Need advice on how to deal with unpleasant ex-partner at child handover(8 Posts)
My H left me and my kids at Christmas. It was a total shock and very hard to comprehend as there was no warning. I had a very supportive thread at the time, everyone thought there must be another woman but I could find no proof and found it hard to believe. Months passed and although things were tough, I was coping well and very proud at how I was handling things. Relations between me and departed H were civil, I have now bought him out the house, our legal separation is in force and I felt I was in control again and rebuilding my life.
He then admitted there was an OW. There has been all the time and this is why he left. This has set me back, but again I picked myself up. We discussed that that there was no need for the children to know anything about it at this stage. The next time he saw them (on holiday) he brought the woman along then texted me afterwards telling me it had happened and saying it had gone brilliantly and that 'we' should be so proud of the children for coping so well with it!!!! I was furious. He had not discussed this with me at all and it was contrary to what we had agreed.
He has seen them once since then and I had a heartbreaking text from my daughter saying what a nice time she was having with daddy and his 'friend'. She is quite a naive 8 year old and hasn't made sense of the situation. My other child is younger and has no idea what is going on. They (the adults) made out that the treat (as it's always treats now when they see daddy...when he lived at home this was certainly not the case but now it's pile 'em in) was from the OW and that she was surprising daddy as well. They are manipulating the situation to make her into this wonderful new friend.
My kids return and gaily tell me all about it. I find this hard to take and hard to bear. As a caring parent, I have been nice about him at all times to the kids. They are coping well with the breakup as I have kept everything stable and protected them from knowledge that would drive them away from him. They now think he's great. Now they are chatting about this new friend as if she's a friend of the family. I feel my hands are tied. I am responding with 'oh that's nice' but I feel I really can't continue this approach long term. It's like a knife through the heart. I know by simply saying to my daughter 'she is not a friend of mine sweetheart, she is daddy's girlfriend and so this makes it difficult for mummy' I would 100% have my daughter's loyalty and this OW would not get to play the happy families she's starting, but I can't use my child in this way. I want her to be comfortable and happy. But the price is very high for me.
At child handover I struggle to know how to behave towards him. He has been an utter bastard to me, unfeeling, disloyal, dishonest, cheating insincere bastard. He acts all pleasant and looks confused and dismayed that I am not beaming at him. It's all in front of the children so I have to be civil. I try not to look him in the eye. He is treating me with such lack of respect, but how do I manage this?
I want the control back in my own life. My life is all set up, kids, home, family, friends, nice job. It's all there but he is MESSING with my head and making me so unhappy through worries over the children and the constant need to see him at handovers when I never want to see him again in my life.
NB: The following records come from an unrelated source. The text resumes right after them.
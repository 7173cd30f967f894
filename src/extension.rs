use crate::{
    collect,
    models::{ExceptionRecord, RequestSnapshot},
    panel::{render_panel, Panel},
    Formatter,
};
use log::debug;
use serde_json::Map;
use std::{fmt::Debug, sync::Arc};

/// Callback a host debugger invokes to render a panel for an error.
pub type PanelRenderer = Box<dyn Fn(Option<&ExceptionRecord>) -> Option<Panel> + Send + Sync>;

/// Provides the request the current error happened in, if any.
pub type RequestSource = Arc<dyn Fn() -> Option<RequestSnapshot> + Send + Sync>;

/// A debugging tool that shows panels next to an error.
pub trait PanelHost {
    /// Add a panel renderer. It is called every time the host shows an error.
    fn add_panel(&mut self, renderer: PanelRenderer);

    /// Version of the host, listed in the environment section of reports.
    fn version(&self) -> Option<String> {
        None
    }
}

/// Adds a "Copy Markdown" panel to a [`PanelHost`].
///
/// ```
/// use exception_markdown::{Extension, ExceptionRecord, PanelHost, PanelRenderer};
///
/// #[derive(Default)]
/// struct Host(Vec<PanelRenderer>);
///
/// impl PanelHost for Host {
///     fn add_panel(&mut self, renderer: PanelRenderer) {
///         self.0.push(renderer);
///     }
/// }
///
/// let mut host = Host::default();
/// let mut extension = Extension::default().with_request_source(|| None);
/// assert!(extension.register(&mut host));
/// assert!(!extension.register(&mut host));
/// assert_eq!(1, host.0.len());
///
/// let error = ExceptionRecord::new("Oops", "it broke", "src/main.rs", 1);
/// let panel = (host.0[0])(Some(&error)).unwrap();
/// assert_eq!("Copy Markdown", panel.title);
/// assert!((host.0[0])(None).is_none());
/// ```
pub struct Extension {
    formatter: Arc<Formatter>,
    request_source: RequestSource,
    registered: bool,
}

impl Default for Extension {
    fn default() -> Self {
        Self::new(Formatter::new())
    }
}

impl Debug for Extension {
    fn fmt(&self, f: &mut std::fmt::Formatter<'_>) -> std::fmt::Result {
        f.debug_struct("Extension")
            .field("formatter", &self.formatter)
            .field("registered", &self.registered)
            .finish()
    }
}

impl Extension {
    /// Create an extension formatting with `formatter`.
    ///
    /// Requests are collected from CGI variables of the current process, see
    /// [`collect::from_process_env`].
    pub fn new(formatter: Formatter) -> Self {
        Self {
            formatter: Arc::new(formatter),
            request_source: Arc::new(|| collect::from_process_env(Map::new())),
            registered: false,
        }
    }

    /// Set where the request of an error comes from.
    pub fn with_request_source<F>(mut self, source: F) -> Self
    where
        F: Fn() -> Option<RequestSnapshot> + Send + Sync + 'static,
    {
        self.request_source = Arc::new(source);
        self
    }

    /// Add the panel to `host`.
    ///
    /// Returns `false` without touching `host` if this extension was registered before.
    pub fn register<H: PanelHost + ?Sized>(&mut self, host: &mut H) -> bool {
        if self.registered {
            debug!("Panel is already registered");
            return false;
        }

        let formatter = match host.version() {
            Some(version) => {
                let name = self.formatter.options().debugger_name.clone();
                Arc::new(self.formatter.as_ref().clone().with_debugger(name, Some(version)))
            }
            None => Arc::clone(&self.formatter),
        };
        let request_source = Arc::clone(&self.request_source);
        host.add_panel(Box::new(move |exception: Option<&ExceptionRecord>| {
            let exception = exception?;
            let request = request_source();
            let markdown = formatter.format(exception, request.as_ref());
            Some(render_panel(&markdown))
        }));

        self.registered = true;
        true
    }

    /// Whether [`register`](Self::register) added the panel.
    pub fn is_registered(&self) -> bool {
        self.registered
    }

    /// Formatter used for reports.
    pub fn formatter(&self) -> &Formatter {
        &self.formatter
    }
}
use crate::models::StackFrame;
use std::{error::Error as StdError, panic::Location, panic::PanicHookInfo};

/// Type name used for errors reached through [`StdError::source`], whose concrete type is erased.
const UNKNOWN_SOURCE_TYPE: &str = "dyn Error";

/// Type name used for panics.
pub(crate) const PANIC_TYPE: &str = "panic";

/// Read-only view of a caught error.
///
/// The cause chain is singly linked through [`previous`](Self::previous). Reports only render
/// the immediate cause.
#[derive(Debug, Clone, PartialEq)]
pub struct ExceptionRecord {
    /// Name of the error type, e.g. `std::io::Error`.
    pub type_name: String,

    /// Error message.
    pub message: String,

    /// Path of the source file the error was raised in.
    pub file: String,

    /// 1-based line the error was raised on.
    pub line: u32,

    /// Call stack, innermost frame first.
    pub frames: Vec<StackFrame>,

    /// Error that caused this one.
    pub previous: Option<Box<ExceptionRecord>>,
}

impl ExceptionRecord {
    /// Create a record without stack frames or cause.
    pub fn new(
        type_name: impl Into<String>,
        message: impl Into<String>,
        file: impl Into<String>,
        line: u32,
    ) -> Self {
        Self {
            type_name: type_name.into(),
            message: message.into(),
            file: file.into(),
            line,
            frames: Vec::new(),
            previous: None,
        }
    }

    /// Append a stack frame.
    pub fn with_frame(mut self, frame: StackFrame) -> Self {
        self.frames.push(frame);
        self
    }

    /// Replace the stack frames.
    pub fn with_frames(mut self, frames: impl IntoIterator<Item = StackFrame>) -> Self {
        self.frames = frames.into_iter().collect();
        self
    }

    /// Set the error that caused this one.
    pub fn with_previous(mut self, previous: ExceptionRecord) -> Self {
        self.previous = Some(Box::new(previous));
        self
    }

    /// Build a record from an error value, located at the caller.
    ///
    /// The [`source`](StdError::source) chain becomes the `previous` chain. Sources carry no
    /// location of their own, so they inherit the caller's.
    ///
    /// ```
    /// use exception_markdown::ExceptionRecord;
    ///
    /// let err = "42x".parse::<u32>().unwrap_err();
    /// let record = ExceptionRecord::from_error(&err);
    /// assert!(record.type_name.ends_with("ParseIntError"));
    /// assert_eq!("invalid digit found in string", record.message);
    /// ```
    ///
    /// Type-erased errors work too, e.g. `ExceptionRecord::from_error(&*boxed)` for a
    /// `Box<dyn Error>`.
    #[track_caller]
    pub fn from_error<E>(error: &E) -> Self
    where
        E: StdError + ?Sized + 'static,
    {
        let location = Location::caller();
        let mut record = Self::new(
            std::any::type_name::<E>(),
            error.to_string(),
            location.file(),
            location.line(),
        );
        record.previous = error
            .source()
            .map(|source| Box::new(source_chain(source, location)));
        record
    }

    /// Build a record from a panic, e.g. inside a hook installed with
    /// [`std::panic::set_hook`].
    pub fn from_panic(info: &PanicHookInfo<'_>) -> Self {
        let payload = info.payload();
        let message = payload
            .downcast_ref::<&str>()
            .copied()
            .or_else(|| payload.downcast_ref::<String>().map(String::as_str))
            .unwrap_or("Box<dyn Any>");
        let (file, line) = info
            .location()
            .map(|location| (location.file(), location.line()))
            .unwrap_or(("<unknown>", 0));
        Self::new(PANIC_TYPE, message, file, line)
    }
}

fn source_chain(error: &(dyn StdError + 'static), location: &Location<'_>) -> ExceptionRecord {
    let mut record = ExceptionRecord::new(
        UNKNOWN_SOURCE_TYPE,
        error.to_string(),
        location.file(),
        location.line(),
    );
    record.previous = error
        .source()
        .map(|source| Box::new(source_chain(source, location)));
    record
}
Iv been thru some of this and the ups and downs. I generally make sure I'm well presented for hand overs, a little make up, hair brushed etc. Smile. Have something to say about the children. "So and so have achieved this" "Iv taught max how to tie his shoe laces" kiss and hug the children. Tell them you love them and shut the door or walk away. Get in the car and drive if you drop off.
Oh and don't say or promise anything verbally. Especially plans. Say you'l message him. That way you have everything written down should you need it for your legal team. It gets easier. Good luck
No good in the holidays, but I base handovers around school a lot - one parent drops off, the other picks up. So you don't see each other!
At home, try to have children ready so there's a "cheerio, off you go, daddy's here!" moment. If they're faffing, don't me afraid to shut the door with him on the door step - I don't slam it in his face, I push it over without fully closing then go off to get child. Or I leave door closed and call out loudly next to it "chop chop child, daddy's here!". So the actual face to face bit is 3 seconds long. And in that 3 seconds, I'm looking at my child saying "see you Tuesday honey!" - no eye contact with XH at all. If I'm dropping off - then I look only at them not him.
As for happy families with OW...
My XH's GF wasn't the OW, but he was a cheat so I also feel irritation at him playing happy families. So not as bad for me.
But what I do is this - every time my 7yo is gushing about her, I remind myself that due to my fab approach, I have a child who hasn't had to take on an emotional burden of what she can say. It's good that she's all happy and chatty and not sensoring herself, worrying what to say, how you feel. Your 8yo should not be responsible for that. You are doing a great job that she's relaxed about the OW.
It's hard, but you have to suck it up - and it does get easier, I promise you.
One day, our girls will be 30 and a friend will be talking about how shit they felt after a divorce. And our girls will say "hats off to mine, I was never aware of tension". That's what we want, isn't it?
Good luck - I promise it gets easier.
Sounds like my ex. All fake smiles on handover whilst sending me legal letters minutes later. My DC did unusually cotton on that I was not keen on the "new friend". So we had a good chat about it - that they and I were allowed to have different friends and like different people and that was OK. They have accepted that. I think if I had lied to them it would have been more damaging.
What fantastic replies. Thank you. This actually helps. It is so hard to see outwith the immediate horror situation.
Don't look at him. Look at your kids then shut door firmly 😅
Join the discussion
Registering is free, easy, and means you can join in the discussion, get discounts, win prizes and lots more.Register now
Already registered with Mumsnet? Log in to leave your comment or alternatively, sign in with Facebook or Google.
Please login first.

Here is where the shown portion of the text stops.